BitTorrent & copy wright violation notifications from IP-Echelon
-
Install a transparent proxy and monitor it that way….
Block known torrent ports and use wireshark to monitor traffic.
-
Most torrent clients now use random ports and the trackers run on standard HTTPS.
If you're an actual ISP, they you can't be held liable for your users in the USA in most situations. You may just need some legal advise from a real lawyer. And blocking ports for paying customers may land you in a law suit.
-
… blocking ports for paying customers...
What I want to do is identify the clients that are using or are most likely using BitTorrents and assign them a virtual public IP. Only thought on blocking is to get them to tell me they are having trouble with downloads or file sharing and thereby letting me know which clients to give the virutal IPs to. I don't intend to stop or monitor the BitTorrent just give them an IP.
-
Don't you know the MAC addresses of all your client radios?
Match those up with the IPs in the notices. Notify your customers when you get one. Tell them to knock it off. You're done.
It's not your job to be the police force for the copyright holders.
-
IANAL, but I think you can disregard all copyright notice issues unless there is a court order. Copyright notices is just paper with no legal power from one citizen to another. Again, ask a lawyer. I know some ISPs claim that they really don't care and just throw that crap away.
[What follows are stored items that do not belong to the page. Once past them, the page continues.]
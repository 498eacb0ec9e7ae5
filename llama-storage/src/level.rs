//! C4: the ordered collection of immutable levels (snapshots), plus the
//! `Level` type itself. A level owns one out-edge CSR (vertex table + edge
//! table) and, once reverse edges are built, one in-edge CSR and an optional
//! edge-id translation map.
//!
//! Continuation records are realized here as a per-level side table
//! (`Level::continuations`) rather than literal VT-shaped records spliced
//! into the edge table: a node's vertex-table entry already carries, by the
//! COW inheritance invariant, the edge id of the nearest ancestor level at
//! which it last contributed edges, so all a continuation needs to record is
//! "what was that value one contribution further back" — a plain node-keyed
//! map does this without forcing the edge table to hold two incompatible
//! entry shapes.

use std::collections::HashMap;
use std::sync::atomic::{AtomicI64, AtomicU32, Ordering};
use std::sync::{Arc, RwLock};

use llama_api::{EdgeId, LevelId, NodeId, MAX_LEVEL, NIL_EDGE};

use crate::error::{Error, Result};
use crate::et::EtArray;
use crate::page::PageManager;
use crate::vt::{PagedVt, VtArray, VtEntry};

/// Bidirectional mapping between an out-edge id and its corresponding
/// in-edge id at the same level, enabling O(1) reverse lookup.
pub struct Translation {
    out_to_in: Vec<AtomicI64>,
    in_to_out: Vec<AtomicI64>,
}

impl Translation {
    pub fn new(out_capacity: u64, in_capacity: u64) -> Self {
        Translation {
            out_to_in: (0..out_capacity).map(|_| AtomicI64::new(NIL_EDGE)).collect(),
            in_to_out: (0..in_capacity).map(|_| AtomicI64::new(NIL_EDGE)).collect(),
        }
    }

    pub fn set_out_to_in(&self, out_index: u64, in_edge: EdgeId) {
        self.out_to_in[out_index as usize].store(in_edge, Ordering::SeqCst);
    }

    pub fn set_in_to_out(&self, in_index: u64, out_edge: EdgeId) {
        self.in_to_out[in_index as usize].store(out_edge, Ordering::SeqCst);
    }

    pub fn out_to_in(&self, out_index: u64) -> EdgeId {
        self.out_to_in[out_index as usize].load(Ordering::SeqCst)
    }

    pub fn in_to_out(&self, in_index: u64) -> EdgeId {
        self.in_to_out[in_index as usize].load(Ordering::SeqCst)
    }
}

pub struct Level {
    pub id: LevelId,
    pub max_nodes: usize,
    pub out_vt: VtArray,
    pub out_et: EtArray,
    pub in_vt: RwLock<Option<VtArray>>,
    pub in_et: RwLock<Option<EtArray>>,
    pub translation: RwLock<Option<Translation>>,
    out_continuations: RwLock<HashMap<NodeId, EdgeId>>,
    in_continuations: RwLock<HashMap<NodeId, EdgeId>>,
}

impl Level {
    pub fn new(id: LevelId, max_nodes: usize, out_vt: VtArray, out_et: EtArray) -> Self {
        Level {
            id,
            max_nodes,
            out_vt,
            out_et,
            in_vt: RwLock::new(None),
            in_et: RwLock::new(None),
            translation: RwLock::new(None),
            out_continuations: RwLock::new(HashMap::new()),
            in_continuations: RwLock::new(HashMap::new()),
        }
    }

    pub fn set_continuation(&self, node: NodeId, ancestor_adj_start: EdgeId) {
        self.out_continuations.write().unwrap().insert(node, ancestor_adj_start);
    }

    pub fn continuation(&self, node: NodeId) -> Option<EdgeId> {
        self.out_continuations.read().unwrap().get(&node).copied()
    }

    pub fn set_in_continuation(&self, node: NodeId, ancestor_adj_start: EdgeId) {
        self.in_continuations.write().unwrap().insert(node, ancestor_adj_start);
    }

    pub fn in_continuation(&self, node: NodeId) -> Option<EdgeId> {
        self.in_continuations.read().unwrap().get(&node).copied()
    }

    pub fn has_reverse_edges(&self) -> bool {
        self.in_vt.read().unwrap().is_some()
    }

    /// Releases every page this level privately owns or shares back to the
    /// page manager. Must only be called once, by `set_min_level` evicting
    /// this exact level.
    fn release_pages(&self, pm: &PageManager<VtEntry>) -> Result<()> {
        release_vt_pages(&self.out_vt, pm)?;
        if let Some(in_vt) = self.in_vt.read().unwrap().as_ref() {
            release_vt_pages(in_vt, pm)?;
        }
        Ok(())
    }
}

fn release_vt_pages(vt: &VtArray, pm: &PageManager<VtEntry>) -> Result<()> {
    match vt {
        VtArray::Dense(p) | VtArray::Cow(p) => p.release_all_pages(pm),
        VtArray::Flat(_) => Ok(()),
    }
}

/// The append-only, min/max-tracked sequence of levels.
pub struct LevelCollection {
    pm: Arc<PageManager<VtEntry>>,
    levels: RwLock<Vec<Option<Arc<Level>>>>,
    min_level: AtomicU32,
    max_level_signed: AtomicI64,
}

impl LevelCollection {
    pub fn new(pm: Arc<PageManager<VtEntry>>) -> Self {
        LevelCollection {
            pm,
            levels: RwLock::new(Vec::new()),
            min_level: AtomicU32::new(0),
            max_level_signed: AtomicI64::new(-1),
        }
    }

    pub fn page_manager(&self) -> Arc<PageManager<VtEntry>> {
        self.pm.clone()
    }

    pub fn next_level_id(&self) -> LevelId {
        (self.max_level_signed.load(Ordering::SeqCst) + 1) as LevelId
    }

    pub fn append(&self, level: Arc<Level>) -> Result<LevelId> {
        let id = level.id;
        if id as u64 > MAX_LEVEL as u64 {
            return Err(Error::LevelOverflow(id));
        }
        let mut levels = self.levels.write().unwrap();
        let idx = id as usize;
        while levels.len() <= idx {
            levels.push(None);
        }
        levels[idx] = Some(level);
        self.max_level_signed.store(id as i64, Ordering::SeqCst);
        Ok(id)
    }

    pub fn get(&self, id: LevelId) -> Option<Arc<Level>> {
        self.levels.read().unwrap().get(id as usize).and_then(|l| l.clone())
    }

    pub fn min_level(&self) -> LevelId {
        self.min_level.load(Ordering::SeqCst)
    }

    pub fn max_level(&self) -> Option<LevelId> {
        let v = self.max_level_signed.load(Ordering::SeqCst);
        if v < 0 {
            None
        } else {
            Some(v as LevelId)
        }
    }

    /// Structural eviction: release pages of every level in `[min_level, m)`
    /// and drop their `Arc`. Bookkeeping that must inspect those levels
    /// first (precomputed-degree maintenance, streaming-weight age-off) is
    /// the caller's responsibility and must run before this.
    pub fn set_min_level(&self, m: LevelId) -> Result<()> {
        let max = self
            .max_level()
            .ok_or(Error::InvalidMinLevel { requested: m, max_level: 0 })?;
        if m > max {
            return Err(Error::InvalidMinLevel { requested: m, max_level: max });
        }
        let old_min = self.min_level.load(Ordering::SeqCst);
        for l in old_min..m {
            if let Some(level) = self.get(l) {
                level.release_pages(&self.pm)?;
            }
            self.levels.write().unwrap()[l as usize] = None;
        }
        self.min_level.store(m, Ordering::SeqCst);
        Ok(())
    }
}

#[cfg(test)]
mod tests {
    use super::*;
    use crate::et::EtArray;

    fn make_level(id: LevelId, pm: Arc<PageManager<VtEntry>>, prev: Option<&Level>, nodes: usize) -> Arc<Level> {
        let vt = match prev {
            None => VtArray::Dense(PagedVt::new_dense(pm, 4, nodes).unwrap()),
            Some(p) => {
                let VtArray::Dense(paged) | VtArray::Cow(paged) = &p.out_vt else {
                    panic!("expected paged vt")
                };
                VtArray::Cow(PagedVt::new_cow_from(pm, 4, nodes, paged).unwrap())
            }
        };
        Arc::new(Level::new(id, nodes, vt, EtArray::new(16)))
    }

    #[test]
    fn append_and_lookup() {
        let pm = Arc::new(PageManager::<VtEntry>::new(4));
        let levels = LevelCollection::new(pm.clone());
        let l0 = make_level(0, pm.clone(), None, 8);
        levels.append(l0).unwrap();
        assert_eq!(levels.max_level(), Some(0));
        assert!(levels.get(0).is_some());
        assert!(levels.get(1).is_none());
    }

    #[test]
    fn set_min_level_rejects_evicting_the_top_level() {
        let pm = Arc::new(PageManager::<VtEntry>::new(4));
        let levels = LevelCollection::new(pm.clone());
        levels.append(make_level(0, pm.clone(), None, 8)).unwrap();
        assert!(levels.set_min_level(1).is_err());
    }

    #[test]
    fn set_min_level_releases_pages() {
        let pm = Arc::new(PageManager::<VtEntry>::new(4));
        let levels = LevelCollection::new(pm.clone());
        let l0 = make_level(0, pm.clone(), None, 8);
        levels.append(l0.clone()).unwrap();
        let l1 = make_level(1, pm.clone(), Some(&l0), 8);
        levels.append(l1).unwrap();
        levels.set_min_level(1).unwrap();
        assert!(levels.get(0).is_none());
        assert_eq!(levels.min_level(), 1);
    }

    #[test]
    fn appending_past_max_level_is_rejected() {
        let pm = Arc::new(PageManager::<VtEntry>::new(4));
        let levels = LevelCollection::new(pm.clone());
        let past_max = MAX_LEVEL + 1;
        let level = make_level(past_max, pm, None, 8);
        assert!(matches!(levels.append(level), Err(Error::LevelOverflow(id)) if id == past_max));
    }
}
But I'm not sure at what point they do need to care.
-
I have received many. Unless there is a repeat offender I just file them. If there is a repeat offender, I let them know I am getting them. That usually stops them or puts them through a VPN. I have never seen them progress past those automated emails.
Usually it's a business and they're happy to be notified someone is torrenting from work.
-
Don't you know the MAC addresses of all your client radios?
Match those up with the IPs in the notices.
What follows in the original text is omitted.